PIPELINE OVERVIEW
This file implements a full offline 3D cartography pipeline that turns a folder of raw LiDAR frames (PCD files + optional JSON sidecars) into a single geo-referenced point cloud map saved as a LAS file.
The pipeline runs in five sequential stages, orchestrated by runPipeline():
- VALIDATION & LOADING (validateInputs, loadFrames) PCD files are discovered, sorted by embedded numeric ID, loaded into PCL clouds, and downsampled with a voxel grid filter. Matching JSON sidecar files supply per-frame metadata (frame_id, timestamp). Both the raw cloud (for the final merge) and the downsampled cloud (for registration) are retained in memory.
- GROUND LEVELLING + INITIAL ODOMETRY (computeInitialOdometry) a. Ground levelling: RANSAC plane fitting on the first frame detects the ground plane normal. A quaternion rotation aligning that normal to the world Z axis is stored as groundLevellingR0 and applied to the final merged cloud so the map is upright regardless of sensor tilt. b. Scan-to-Map GICP: frames are registered incrementally. Each new frame is aligned against a sliding local map window using FastVGICP (a voxelized, multi-threaded variant of Generalized ICP). Alignments that exceed RMSE or angular-distance thresholds are rejected and the previous pose is used as a fallback, preventing error propagation. The output is a vector of world-frame 4×4 pose matrices (one per frame).

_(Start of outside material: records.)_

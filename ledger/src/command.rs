//! Ledger commands: postings that commit together or not at all.

use std::collections::{BTreeMap, BTreeSet};

use rust_decimal::Decimal;
use serde::{Deserialize, Serialize};
use wallet_common::{CommandId, Currency, Result, Timestamp, UserId, WalletError};

use crate::balance::Balance;

/// One signed change to one user's holding.
#[derive(Debug, Clone, Copy, PartialEq, Eq, Serialize, Deserialize)]
pub struct Posting {
    pub user: UserId,
    pub currency: Currency,
    /// Negative for debits.
    pub delta: Decimal,
}

impl Posting {
    /// Take `amount` out of the user's `currency` holding.
    pub fn debit(user: UserId, currency: Currency, amount: Decimal) -> Self {
        Self {
            user,
            currency,
            delta: -amount,
        }
    }

    /// Add `amount` to the user's `currency` holding.
    pub fn credit(user: UserId, currency: Currency, amount: Decimal) -> Self {
        Self {
            user,
            currency,
            delta: amount,
        }
    }
}

/// A set of postings applied atomically.
#[derive(Debug, Clone, PartialEq, Eq)]
pub struct LedgerCommand {
    id: CommandId,
    postings: Vec<Posting>,
}

impl LedgerCommand {
    /// Create an empty command.
    pub fn new() -> Self {
        Self {
            id: CommandId::new(),
            postings: Vec::new(),
        }
    }

    /// Command with one posting.
    pub fn single(posting: Posting) -> Self {
        Self::new().with(posting)
    }

    /// Builder-style posting.
    pub fn with(mut self, posting: Posting) -> Self {
        self.postings.push(posting);
        self
    }

    /// Add a posting.
    pub fn push(&mut self, posting: Posting) {
        self.postings.push(posting);
    }

    pub fn id(&self) -> CommandId {
        self.id
    }

    pub fn postings(&self) -> &[Posting] {
        &self.postings
    }

    pub fn is_empty(&self) -> bool {
        self.postings.is_empty()
    }

    /// Users touched, in ascending order.
    pub fn users(&self) -> BTreeSet<UserId> {
        self.postings.iter().map(|p| p.user).collect()
    }

    /// Postings summed per user and currency, users in ascending order.
    pub fn net_deltas(&self) -> Result<BTreeMap<UserId, BTreeMap<Currency, Decimal>>> {
        let mut net: BTreeMap<UserId, BTreeMap<Currency, Decimal>> = BTreeMap::new();

        for posting in &self.postings {
            let slot = net
                .entry(posting.user)
                .or_default()
                .entry(posting.currency)
                .or_insert(Decimal::ZERO);
            *slot = slot.checked_add(posting.delta).ok_or_else(|| {
                WalletError::InvalidAmount(format!("postings for {} overflow", posting.user))
            })?;
        }

        Ok(net)
    }
}

impl Default for LedgerCommand {
    fn default() -> Self {
        Self::new()
    }
}

/// Outcome of a committed command.
#[derive(Debug, Clone, PartialEq, Serialize, Deserialize)]
pub struct AppliedCommand {
    pub id: CommandId,
    /// Resulting balance of every user the command touched.
    pub balances: BTreeMap<UserId, Balance>,
    pub applied_at: Timestamp,
}

impl AppliedCommand {
    /// Resulting balance for `user`, if the command touched it.
    pub fn balance(&self, user: UserId) -> Option<Balance> {
        self.balances.get(&user).copied()
    }
}

#[cfg(test)]
mod tests {
    use super::*;
    use rust_decimal_macros::dec;

    #[test]
    fn test_net_deltas_sum_per_user_and_currency() {
        let alice = UserId::new(2);
        let bob = UserId::new(1);

        let command = LedgerCommand::new()
            .with(Posting::debit(alice, Currency::Usd, dec!(10)))
            .with(Posting::debit(alice, Currency::Usd, dec!(5)))
            .with(Posting::credit(alice, Currency::Eur, dec!(7)))
            .with(Posting::credit(bob, Currency::Usd, dec!(15)));

        let net = command.net_deltas().unwrap();

        assert_eq!(net.keys().copied().collect::<Vec<_>>(), vec![bob, alice]);
        assert_eq!(net[&alice][&Currency::Usd], dec!(-15));
        assert_eq!(net[&alice][&Currency::Eur], dec!(7));
        assert_eq!(net[&bob][&Currency::Usd], dec!(15));
    }

    #[test]
    fn test_users_sorted_and_deduplicated() {
        let command = LedgerCommand::new()
            .with(Posting::credit(UserId::new(9), Currency::Rub, dec!(1)))
            .with(Posting::credit(UserId::new(3), Currency::Rub, dec!(1)))
            .with(Posting::debit(UserId::new(9), Currency::Rub, dec!(1)));

        let users: Vec<_> = command.users().into_iter().collect();
        assert_eq!(users, vec![UserId::new(3), UserId::new(9)]);
    }
}
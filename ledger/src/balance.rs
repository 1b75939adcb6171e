//! Per-user multi-currency balance.

use rust_decimal::Decimal;
use serde::{Deserialize, Serialize};
use wallet_common::{Currency, Result, WalletError};

/// A user's holdings, one exact amount per currency.
///
/// Every field is non-negative; [`Balance::apply`] refuses changes that
/// would break that.
#[derive(Debug, Clone, Copy, PartialEq, Eq, Default, Serialize, Deserialize)]
pub struct Balance {
    #[serde(rename = "USD")]
    pub usd: Decimal,
    #[serde(rename = "RUB")]
    pub rub: Decimal,
    #[serde(rename = "EUR")]
    pub eur: Decimal,
}

impl Balance {
    /// A zero balance.
    pub fn zero() -> Self {
        Self::default()
    }

    /// Builder-style setter.
    pub fn with(mut self, currency: Currency, amount: Decimal) -> Self {
        *self.slot_mut(currency) = amount;
        self
    }

    /// Amount held in `currency`.
    pub fn get(&self, currency: Currency) -> Decimal {
        match currency {
            Currency::Usd => self.usd,
            Currency::Rub => self.rub,
            Currency::Eur => self.eur,
        }
    }

    fn slot_mut(&mut self, currency: Currency) -> &mut Decimal {
        match currency {
            Currency::Usd => &mut self.usd,
            Currency::Rub => &mut self.rub,
            Currency::Eur => &mut self.eur,
        }
    }

    /// Balance after adding `delta` to `currency`.
    ///
    /// Fails with `InsufficientFunds` if the result would be negative.
    pub fn apply(&self, currency: Currency, delta: Decimal) -> Result<Self> {
        let available = self.get(currency);
        let next = available
            .checked_add(delta)
            .ok_or_else(|| WalletError::InvalidAmount(format!("{delta} {currency} overflows balance")))?;

        if next.is_sign_negative() && !next.is_zero() {
            return Err(WalletError::InsufficientFunds {
                currency,
                required: -delta,
                available,
            });
        }

        let mut updated = *self;
        *updated.slot_mut(currency) = next;
        Ok(updated)
    }

    /// Whether every amount is non-negative.
    pub fn is_non_negative(&self) -> bool {
        self.iter().all(|(_, amount)| !amount.is_sign_negative() || amount.is_zero())
    }

    /// Iterate over `(currency, amount)` in currency order.
    pub fn iter(&self) -> impl Iterator<Item = (Currency, Decimal)> + '_ {
        Currency::ALL.into_iter().map(move |currency| (currency, self.get(currency)))
    }
}
//! Currency Wallet Engine
//!
//! The wallet service ties rate resolution to the ledger: it validates
//! requests, resolves and bounds-checks rates, and hands each operation to
//! the ledger store as one atomic command.

pub mod config;
pub mod metrics;
pub mod records;
pub mod service;

pub use config::WalletConfig;
pub use metrics::{MetricsSnapshot, SharedMetrics, WalletMetrics};
pub use records::{
    ExchangeReceipt, ExchangeRecord, ExchangeRequest, TransferReceipt, TransferRecord, TransferRequest,
};
pub use service::WalletService;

- LOOP CLOSURE & ELCH GRAPH OPTIMIZATION (buildAndOptimizeElchGraph) A KD-tree on the pose translations finds frame pairs that are spatially close but temporally distant (loop closure candidates). Each candidate pair is verified with an additional GICP alignment; accepted pairs are fed into PCL's ELCH (Explicit Loop Closing Heuristic) optimizer, which distributes the accumulated drift correction across the entire pose graph. The correction for each frame is extracted from the ELCH graph via SVD. A consecutive-RMSE quality gate reverts the optimization if ELCH degraded alignment by more than 10% compared to the initial odometry.
- MAP MERGING & DYNAMIC OBJECT FILTERING (mergeAndFilter) Raw (non-downsampled) frames are transformed into world space using the optimized poses and merged. A voxel occupancy counter identifies dynamic objects: a voxel observed in fewer than minFrameObservations distinct frames is classified as transient (pedestrian, vehicle) and discarded. The surviving cloud is then voxel-downsampled to finalVoxelLeafSize and the ground-levelling rotation is applied.
- EXPORT (saveToXXX) The final point cloud is written. XYZ coordinates are stored as millimetre-precision integers (scale 0.001, offset 0.0), and intensity is preserved.